(Given information)

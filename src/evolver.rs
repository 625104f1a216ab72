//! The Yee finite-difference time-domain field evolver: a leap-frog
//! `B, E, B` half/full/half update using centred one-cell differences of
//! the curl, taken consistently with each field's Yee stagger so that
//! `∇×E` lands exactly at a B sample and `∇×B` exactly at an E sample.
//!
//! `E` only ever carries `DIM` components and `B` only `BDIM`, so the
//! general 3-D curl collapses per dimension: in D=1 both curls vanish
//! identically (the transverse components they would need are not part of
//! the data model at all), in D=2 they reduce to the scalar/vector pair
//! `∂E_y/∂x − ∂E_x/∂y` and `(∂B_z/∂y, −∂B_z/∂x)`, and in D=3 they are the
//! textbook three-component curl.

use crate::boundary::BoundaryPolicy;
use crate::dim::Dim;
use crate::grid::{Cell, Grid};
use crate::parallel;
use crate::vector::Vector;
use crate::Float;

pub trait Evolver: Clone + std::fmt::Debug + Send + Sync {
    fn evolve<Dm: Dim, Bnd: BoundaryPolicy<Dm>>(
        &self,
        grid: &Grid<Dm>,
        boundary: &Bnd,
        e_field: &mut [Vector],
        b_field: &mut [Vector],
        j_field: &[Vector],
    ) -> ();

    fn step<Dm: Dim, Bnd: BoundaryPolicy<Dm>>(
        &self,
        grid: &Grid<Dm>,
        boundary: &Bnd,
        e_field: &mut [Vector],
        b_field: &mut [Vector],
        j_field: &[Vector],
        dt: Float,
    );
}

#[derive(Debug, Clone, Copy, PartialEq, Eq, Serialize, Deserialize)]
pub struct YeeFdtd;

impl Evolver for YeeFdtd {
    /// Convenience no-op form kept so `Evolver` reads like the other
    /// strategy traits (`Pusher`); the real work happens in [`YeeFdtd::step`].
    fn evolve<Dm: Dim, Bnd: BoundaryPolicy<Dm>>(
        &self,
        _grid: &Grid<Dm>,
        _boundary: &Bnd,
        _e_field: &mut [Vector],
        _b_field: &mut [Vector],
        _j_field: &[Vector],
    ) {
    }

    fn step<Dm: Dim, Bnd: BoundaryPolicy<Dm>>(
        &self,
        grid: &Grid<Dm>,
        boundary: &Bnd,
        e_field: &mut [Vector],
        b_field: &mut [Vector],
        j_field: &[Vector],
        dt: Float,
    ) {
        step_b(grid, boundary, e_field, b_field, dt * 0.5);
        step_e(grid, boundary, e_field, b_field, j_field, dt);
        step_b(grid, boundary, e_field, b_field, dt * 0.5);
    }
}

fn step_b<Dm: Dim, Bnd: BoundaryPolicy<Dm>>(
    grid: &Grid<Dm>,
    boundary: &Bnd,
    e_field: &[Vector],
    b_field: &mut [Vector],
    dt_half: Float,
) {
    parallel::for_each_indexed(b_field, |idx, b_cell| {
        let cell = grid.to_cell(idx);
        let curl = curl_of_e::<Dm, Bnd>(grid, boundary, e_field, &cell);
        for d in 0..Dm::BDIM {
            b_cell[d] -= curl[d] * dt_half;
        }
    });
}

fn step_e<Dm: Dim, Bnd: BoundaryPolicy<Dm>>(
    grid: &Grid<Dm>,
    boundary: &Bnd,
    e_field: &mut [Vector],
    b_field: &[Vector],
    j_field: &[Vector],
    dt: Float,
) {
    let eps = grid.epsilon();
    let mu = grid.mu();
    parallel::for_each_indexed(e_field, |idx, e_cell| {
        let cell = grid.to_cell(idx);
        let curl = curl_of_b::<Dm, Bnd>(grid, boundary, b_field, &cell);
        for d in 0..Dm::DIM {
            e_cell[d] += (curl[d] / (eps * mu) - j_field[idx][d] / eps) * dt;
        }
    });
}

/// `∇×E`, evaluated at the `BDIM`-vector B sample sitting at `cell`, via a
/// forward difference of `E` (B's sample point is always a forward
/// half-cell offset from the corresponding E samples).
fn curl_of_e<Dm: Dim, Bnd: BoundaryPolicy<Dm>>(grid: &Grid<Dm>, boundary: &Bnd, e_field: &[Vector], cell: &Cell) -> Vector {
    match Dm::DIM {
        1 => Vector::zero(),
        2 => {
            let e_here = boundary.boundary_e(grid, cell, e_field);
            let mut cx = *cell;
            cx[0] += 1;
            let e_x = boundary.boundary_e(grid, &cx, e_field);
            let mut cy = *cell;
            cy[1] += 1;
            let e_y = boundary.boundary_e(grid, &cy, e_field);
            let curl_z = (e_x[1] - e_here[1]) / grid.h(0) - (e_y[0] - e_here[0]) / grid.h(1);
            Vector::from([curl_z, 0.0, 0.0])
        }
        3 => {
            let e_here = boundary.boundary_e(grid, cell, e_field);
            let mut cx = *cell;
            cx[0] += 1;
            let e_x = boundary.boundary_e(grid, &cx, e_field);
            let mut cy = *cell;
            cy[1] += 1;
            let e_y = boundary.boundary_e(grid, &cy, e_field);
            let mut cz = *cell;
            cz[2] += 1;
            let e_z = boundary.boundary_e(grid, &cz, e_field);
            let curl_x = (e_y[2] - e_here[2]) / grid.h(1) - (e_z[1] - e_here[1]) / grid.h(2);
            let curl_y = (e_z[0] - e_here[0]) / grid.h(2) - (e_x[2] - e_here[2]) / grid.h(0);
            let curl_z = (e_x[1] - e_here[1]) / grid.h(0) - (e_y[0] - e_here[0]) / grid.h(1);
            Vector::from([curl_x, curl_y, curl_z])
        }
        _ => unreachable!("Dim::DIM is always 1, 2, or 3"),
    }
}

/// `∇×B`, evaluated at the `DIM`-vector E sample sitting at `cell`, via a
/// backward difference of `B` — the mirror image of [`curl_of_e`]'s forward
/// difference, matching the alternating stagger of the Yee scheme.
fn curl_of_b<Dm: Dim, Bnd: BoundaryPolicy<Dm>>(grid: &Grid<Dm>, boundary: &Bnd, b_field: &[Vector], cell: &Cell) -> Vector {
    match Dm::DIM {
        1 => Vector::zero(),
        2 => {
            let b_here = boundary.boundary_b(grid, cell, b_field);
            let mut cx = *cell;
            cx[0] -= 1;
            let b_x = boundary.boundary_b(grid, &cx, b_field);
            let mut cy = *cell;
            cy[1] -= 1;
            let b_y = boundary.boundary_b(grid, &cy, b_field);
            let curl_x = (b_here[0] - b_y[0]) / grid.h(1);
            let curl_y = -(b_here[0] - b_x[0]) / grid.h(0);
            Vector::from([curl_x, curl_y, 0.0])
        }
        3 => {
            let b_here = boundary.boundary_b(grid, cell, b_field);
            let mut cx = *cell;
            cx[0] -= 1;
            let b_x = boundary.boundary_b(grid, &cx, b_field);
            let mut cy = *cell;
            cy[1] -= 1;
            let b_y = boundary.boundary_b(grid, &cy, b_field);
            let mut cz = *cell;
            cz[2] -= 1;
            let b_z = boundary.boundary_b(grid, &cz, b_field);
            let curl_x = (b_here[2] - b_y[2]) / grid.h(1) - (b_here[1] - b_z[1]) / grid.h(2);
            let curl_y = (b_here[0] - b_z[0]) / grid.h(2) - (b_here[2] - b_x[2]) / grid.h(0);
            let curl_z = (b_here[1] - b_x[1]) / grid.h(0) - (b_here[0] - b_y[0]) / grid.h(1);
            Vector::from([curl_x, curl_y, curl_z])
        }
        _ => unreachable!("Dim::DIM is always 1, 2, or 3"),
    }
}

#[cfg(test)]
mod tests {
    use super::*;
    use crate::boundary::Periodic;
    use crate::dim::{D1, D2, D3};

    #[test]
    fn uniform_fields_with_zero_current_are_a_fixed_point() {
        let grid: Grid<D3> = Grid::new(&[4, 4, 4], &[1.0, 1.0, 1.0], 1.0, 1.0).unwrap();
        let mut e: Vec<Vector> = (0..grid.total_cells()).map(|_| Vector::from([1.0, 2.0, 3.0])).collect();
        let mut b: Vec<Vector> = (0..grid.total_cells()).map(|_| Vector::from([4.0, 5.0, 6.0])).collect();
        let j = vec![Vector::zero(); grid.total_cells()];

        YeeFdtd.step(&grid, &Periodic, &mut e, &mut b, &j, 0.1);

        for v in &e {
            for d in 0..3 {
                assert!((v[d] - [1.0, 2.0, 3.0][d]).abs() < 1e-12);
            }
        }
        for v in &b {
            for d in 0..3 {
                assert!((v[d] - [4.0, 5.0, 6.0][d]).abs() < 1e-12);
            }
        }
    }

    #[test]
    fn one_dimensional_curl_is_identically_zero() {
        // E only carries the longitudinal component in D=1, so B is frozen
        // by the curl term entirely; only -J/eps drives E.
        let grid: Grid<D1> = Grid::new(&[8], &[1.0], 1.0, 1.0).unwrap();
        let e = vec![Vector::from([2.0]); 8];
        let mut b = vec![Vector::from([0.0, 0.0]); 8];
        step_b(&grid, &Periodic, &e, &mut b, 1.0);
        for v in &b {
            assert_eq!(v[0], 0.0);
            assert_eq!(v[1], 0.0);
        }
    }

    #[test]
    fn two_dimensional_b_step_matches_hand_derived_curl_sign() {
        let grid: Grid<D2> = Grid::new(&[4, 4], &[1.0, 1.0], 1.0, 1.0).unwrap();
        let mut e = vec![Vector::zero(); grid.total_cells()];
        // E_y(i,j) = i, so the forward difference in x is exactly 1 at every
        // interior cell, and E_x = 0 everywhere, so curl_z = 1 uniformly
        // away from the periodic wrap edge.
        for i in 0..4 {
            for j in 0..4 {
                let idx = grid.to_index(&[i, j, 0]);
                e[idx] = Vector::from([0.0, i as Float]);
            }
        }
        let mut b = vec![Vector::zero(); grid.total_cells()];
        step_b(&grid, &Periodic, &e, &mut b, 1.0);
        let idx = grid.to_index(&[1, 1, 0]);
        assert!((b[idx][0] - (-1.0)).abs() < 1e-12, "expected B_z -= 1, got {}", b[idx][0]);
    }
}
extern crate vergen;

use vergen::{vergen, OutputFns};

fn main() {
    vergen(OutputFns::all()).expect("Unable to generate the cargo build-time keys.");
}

(Required action) This exercise asks for the line with "for j in 0..4" and all lines after it through the end of the records above, retyped exactly and with nothing else.

(Solution for this problem)
            for j in 0..4 {
                let idx = grid.to_index(&[i, j, 0]);
                e[idx] = Vector::from([0.0, i as Float]);
            }
        }
        let mut b = vec![Vector::zero(); grid.total_cells()];
        step_b(&grid, &Periodic, &e, &mut b, 1.0);
        let idx = grid.to_index(&[1, 1, 0]);
        assert!((b[idx][0] - (-1.0)).abs() < 1e-12, "expected B_z -= 1, got {}", b[idx][0]);
    }
}
extern crate vergen;

use vergen::{vergen, OutputFns};

fn main() {
    vergen(OutputFns::all()).expect("Unable to generate the cargo build-time keys.");
}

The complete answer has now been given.